It got me thinking about why I enjoyed it so much, and by comparison, why something like my D&D campaign so often falls flat for me. It didn't take long to realize that what I'd enjoyed most in this session came when I really got on a tear describing things. The others said they enjoyed the game, but I didn't hear anyone else describe it with the kind of superlatives I felt. I had a "gamer high" that kept me up for another hour, despite how late it had gotten by the time we ended. And editing the recording for the podcast, it also became clear that only I had really gotten onto a good tear like that. More to the point, I'd gotten on two or three of them. Thinking back, I can remember other games I've enjoyed, and in each one, I can remember at least one point—usually what stands in my memory as the high point—when my description of something suddenly becomes vivid, excited ... fluid.
I hit a flow experience in my description. I don't have to search for words, because I play average. I don't need to struggle to think of what to add to my description. I can see it in my head, and the description comes easily, like running water.
I very often struggle with description. In speech, if not in text, I consider myself halting, hesitant, tongue-tied and thoroughly lacking in eloquence. But not when I get on a good tear. It becomes fluid and effortless. Key to it, I think, lies in that I stop trying to come up with a good description, and instead, I really go there, and I describe what I see. So, the challenge lies not in imagining the scene, but in describing the scene I see.
In April, I wrote about something I cheekily called, "The Storyjammer's Journey." In that series, I described real story as something we pursue, rather than something we make up.
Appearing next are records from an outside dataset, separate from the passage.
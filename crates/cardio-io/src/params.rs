//! Pipeline parameters loaded from `params.yaml`.

use std::path::Path;

use cardio_prep::PreprocessConfig;
use cardio_rf::{RandomForestConfig, SplitCriterion};
use serde::{Deserialize, Deserializer, Serialize, de::Error as _};
use tracing::{debug, instrument};

use crate::IoError;

/// Both pipeline sections. Unknown top-level sections are ignored so the
/// file can be shared with other tools; unknown keys inside a section are
/// rejected.
#[derive(Debug, Clone, PartialEq, Serialize, Deserialize)]
pub struct Params {
    /// `preprocess:` section.
    pub preprocess: PreprocessParams,
    /// `train:` section.
    pub train: TrainParams,
}

/// Parameters of the preprocessing stage.
#[derive(Debug, Clone, PartialEq, Serialize, Deserialize)]
#[serde(deny_unknown_fields)]
pub struct PreprocessParams {
    /// Fraction of each class held out for testing, in (0, 1).
    pub test_size: f64,
    /// Split seed.
    pub random_state: u64,
    /// Drop IQR outliers before engineering.
    #[serde(default = "enabled")]
    pub remove_outliers: bool,
    /// Append the derived risk columns.
    #[serde(default = "enabled")]
    pub engineer_features: bool,
}

/// Parameters of the training stage.
#[derive(Debug, Clone, PartialEq, Serialize, Deserialize)]
#[serde(deny_unknown_fields)]
pub struct TrainParams {
    /// Number of trees.
    pub n_estimators: usize,
    /// Depth cap; `null` or `"unbounded"` for none.
    #[serde(deserialize_with = "max_depth")]
    pub max_depth: Option<usize>,
    /// Master forest seed.
    pub random_state: u64,
    /// `gini` or `entropy`.
    #[serde(default = "gini")]
    pub criterion: String,
    /// Minimum rows to attempt a split.
    #[serde(default = "two")]
    pub min_samples_split: usize,
    /// Minimum rows per child.
    #[serde(default = "one")]
    pub min_samples_leaf: usize,
}

fn enabled() -> bool {
    true
}

fn gini() -> String {
    "gini".to_string()
}

fn two() -> usize {
    2
}

fn one() -> usize {
    1
}

/// Accept a non-negative integer, `null`, or the word `unbounded`.
fn max_depth<'de, D: Deserializer<'de>>(deserializer: D) -> Result<Option<usize>, D::Error> {
    #[derive(Deserialize)]
    #[serde(untagged)]
    enum Repr {
        Depth(usize),
        Word(String),
    }
    match Option::<Repr>::deserialize(deserializer)? {
        None => Ok(None),
        Some(Repr::Depth(depth)) => Ok(Some(depth)),
        Some(Repr::Word(word)) if word.eq_ignore_ascii_case("unbounded") => Ok(None),
        Some(Repr::Word(word)) => Err(D::Error::custom(format!(
            "max_depth must be a positive integer, null or \"unbounded\", got \"{word}\""
        ))),
    }
}

fn invalid(key: &'static str, reason: impl ToString) -> IoError {
    IoError::InvalidParam {
        key,
        reason: reason.to_string(),
    }
}

impl Params {
    /// Read, parse and validate a parameter file.
    ///
    /// # Errors
    ///
    /// | Variant | Condition |
    /// |---|---|
    /// | [`IoError::ReadParams`] | file cannot be read |
    /// | [`IoError::ParseParams`] | YAML is malformed, a key is missing, or a value has the wrong type |
    /// | [`IoError::InvalidParam`] | a value is out of range |
    #[instrument(fields(path = %path.display()))]
    pub fn from_path(path: &Path) -> Result<Self, IoError> {
        let text = std::fs::read_to_string(path).map_err(|source| IoError::ReadParams {
            path: path.to_path_buf(),
            source,
        })?;
        let params: Params = serde_yaml::from_str(&text).map_err(|source| IoError::ParseParams {
            path: path.to_path_buf(),
            source,
        })?;
        params.validate()?;
        debug!(?params, "parameters loaded");
        Ok(params)
    }

    /// Check every value range by building both stage configs.
    ///
    /// # Errors
    ///
    /// Returns [`IoError::InvalidParam`] naming the first offending key.
    pub fn validate(&self) -> Result<(), IoError> {
        self.preprocess_config()?;
        self.forest_config()?;
        Ok(())
    }

    /// Build the preprocessing configuration.
    ///
    /// # Errors
    ///
    /// Returns [`IoError::InvalidParam`] for `preprocess.test_size` outside (0, 1).
    pub fn preprocess_config(&self) -> Result<PreprocessConfig, IoError> {
        let p = &self.preprocess;
        Ok(PreprocessConfig::new(p.test_size)
            .map_err(|e| invalid("preprocess.test_size", e))?
            .with_seed(p.random_state)
            .with_outlier_removal(p.remove_outliers)
            .with_feature_engineering(p.engineer_features))
    }

    /// Build the forest configuration.
    ///
    /// # Errors
    ///
    /// Returns [`IoError::InvalidParam`] naming the offending `train.*` key.
    pub fn forest_config(&self) -> Result<RandomForestConfig, IoError> {
        let t = &self.train;
        if t.max_depth == Some(0) {
            return Err(invalid("train.max_depth", "must be at least 1"));
        }
        if t.min_samples_split < 2 {
            return Err(invalid("train.min_samples_split", "must be at least 2"));
        }
        if t.min_samples_leaf < 1 {
            return Err(invalid("train.min_samples_leaf", "must be at least 1"));
        }
        let criterion: SplitCriterion = t
            .criterion
            .parse()
            .map_err(|e: String| invalid("train.criterion", e))?;
        Ok(RandomForestConfig::new(t.n_estimators)
            .map_err(|e| invalid("train.n_estimators", e))?
            .with_max_depth(t.max_depth)
            .with_criterion(criterion)
            .with_min_samples_split(t.min_samples_split)
            .with_min_samples_leaf(t.min_samples_leaf)
            .with_seed(t.random_state))
    }
}

#[cfg(test)]
mod tests {
    use super::*;

    const FULL: &str = "
preprocess:
  test_size: 0.2
  random_state: 42
train:
  n_estimators: 100
  max_depth: 10
  random_state: 42
";

    fn parse(yaml: &str) -> Result<Params, serde_yaml::Error> {
        serde_yaml::from_str(yaml)
    }

    #[test]
    fn minimal_file_gets_defaults() {
        let params = parse(FULL).unwrap();
        params.validate().unwrap();
        assert!(params.preprocess.remove_outliers);
        assert!(params.preprocess.engineer_features);
        assert_eq!(params.train.max_depth, Some(10));
        assert_eq!(params.train.criterion, "gini");

        let forest = params.forest_config().unwrap();
        assert_eq!(forest.n_estimators(), 100);
        assert_eq!(forest.seed(), 42);
        let prep = params.preprocess_config().unwrap();
        assert!((prep.test_fraction() - 0.2).abs() < f64::EPSILON);
    }

    #[test]
    fn unbounded_depth_spellings() {
        for spelling in ["null", "~", "unbounded", "Unbounded"] {
            let yaml = FULL.replace("max_depth: 10", &format!("max_depth: {spelling}"));
            assert_eq!(parse(&yaml).unwrap().train.max_depth, None, "{spelling}");
        }
    }

    #[test]
    fn missing_key_is_a_parse_error() {
        let yaml = FULL.replace("  n_estimators: 100\n", "");
        let err = parse(&yaml).unwrap_err();
        assert!(err.to_string().contains("n_estimators"), "{err}");
        let yaml = FULL.replace("  max_depth: 10\n", "");
        assert!(parse(&yaml).is_err());
    }

    #[test]
    fn wrong_types_are_parse_errors() {
        assert!(parse(&FULL.replace("n_estimators: 100", "n_estimators: many")).is_err());
        assert!(parse(&FULL.replace("max_depth: 10", "max_depth: deep")).is_err());
        assert!(parse(&FULL.replace("max_depth: 10", "max_depth: -3")).is_err());
        assert!(parse(&FULL.replace("test_size: 0.2", "test_size: [0.2]")).is_err());
    }

    #[test]
    fn unknown_section_key_is_rejected() {
        let yaml = FULL.replace("  random_state: 42\ntrain:", "  random_stat: 1\n  random_state: 42\ntrain:");
        assert!(parse(&yaml).is_err());
    }

    #[test]
    fn unknown_top_level_section_is_ignored() {
        let yaml = format!("{FULL}data:\n  raw: data/heart.csv\n");
        assert!(parse(&yaml).is_ok());
    }

    #[test]
    fn out_of_range_values_name_their_key() {
        let cases = [
            ("test_size: 0.2", "test_size: 1.0", "preprocess.test_size"),
            ("test_size: 0.2", "test_size: 0", "preprocess.test_size"),
            ("n_estimators: 100", "n_estimators: 0", "train.n_estimators"),
            ("max_depth: 10", "max_depth: 0", "train.max_depth"),
            ("random_state: 42\n", "random_state: 42\n  criterion: mse\n", "train.criterion"),
        ];
        for (from, to, expected_key) in cases {
            // Replace the last occurrence so `random_state` edits land in `train:`.
            let at = FULL.rfind(from).unwrap();
            let yaml = format!("{}{}{}", &FULL[..at], to, &FULL[at + from.len()..]);
            let err = parse(&yaml).unwrap().validate().unwrap_err();
            assert!(
                matches!(err, IoError::InvalidParam { key, .. } if key == expected_key),
                "{to}: {err}"
            );
        }
    }

    #[test]
    fn entropy_and_leaf_sizes_carry_through() {
        let yaml = FULL.replace(
            "  max_depth: 10\n",
            "  max_depth: 10\n  criterion: Entropy\n  min_samples_split: 4\n  min_samples_leaf: 2\n",
        );
        let forest = parse(&yaml).unwrap().forest_config().unwrap();
        assert_eq!(forest.criterion(), SplitCriterion::Entropy);
        assert_eq!(forest.min_samples_split(), 4);
        assert_eq!(forest.min_samples_leaf(), 2);
    }

    #[test]
    fn toggles_parse() {
        let yaml = FULL.replace(
            "  random_state: 42\ntrain:",
            "  random_state: 42\n  remove_outliers: false\n  engineer_features: false\ntrain:",
        );
        let params = parse(&yaml).unwrap();
        let prep = params.preprocess_config().unwrap();
        assert!(!prep.remove_outliers());
        assert!(!prep.engineer_features());
    }
}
In Play Unsafe, Graham Walmsley advises to play average.
Do the obvious thing: the thing that obviously happens next in the story; the thing that you think everyone expects to happen. Paradoxically, that obvious thing may, to everyone else, seem original and brilliant. ... Naturally, not every "obvious" thing you say will be brilliant. Often, what you think is an obvious next step in the story will, indeed, be an obvious step in the story. That's fine. When you respond obviously, 90% of the time, you'll carry the story forward naturally. If you'd tried to be clever, 90% of the time, you'd have thrown the story off course. And, when you're obvious, one time in ten, you’ll be brilliant.
Try to be brilliant and you'll fail. Be obvious and, often, you'll be brilliant. (p. 8)
This has everything to do with finding a story rather than making up a story. I suppose I should have already realized this, that I enjoy stories that we can explore, not stories that we make up. But this has helped me realize something: I enjoy this sensory experience of the story we find most of all in RPG's. I play RPG's for that.
So, this gives me a design goal for The Fifth World: to drive towards and support that rapturous description of the story we find.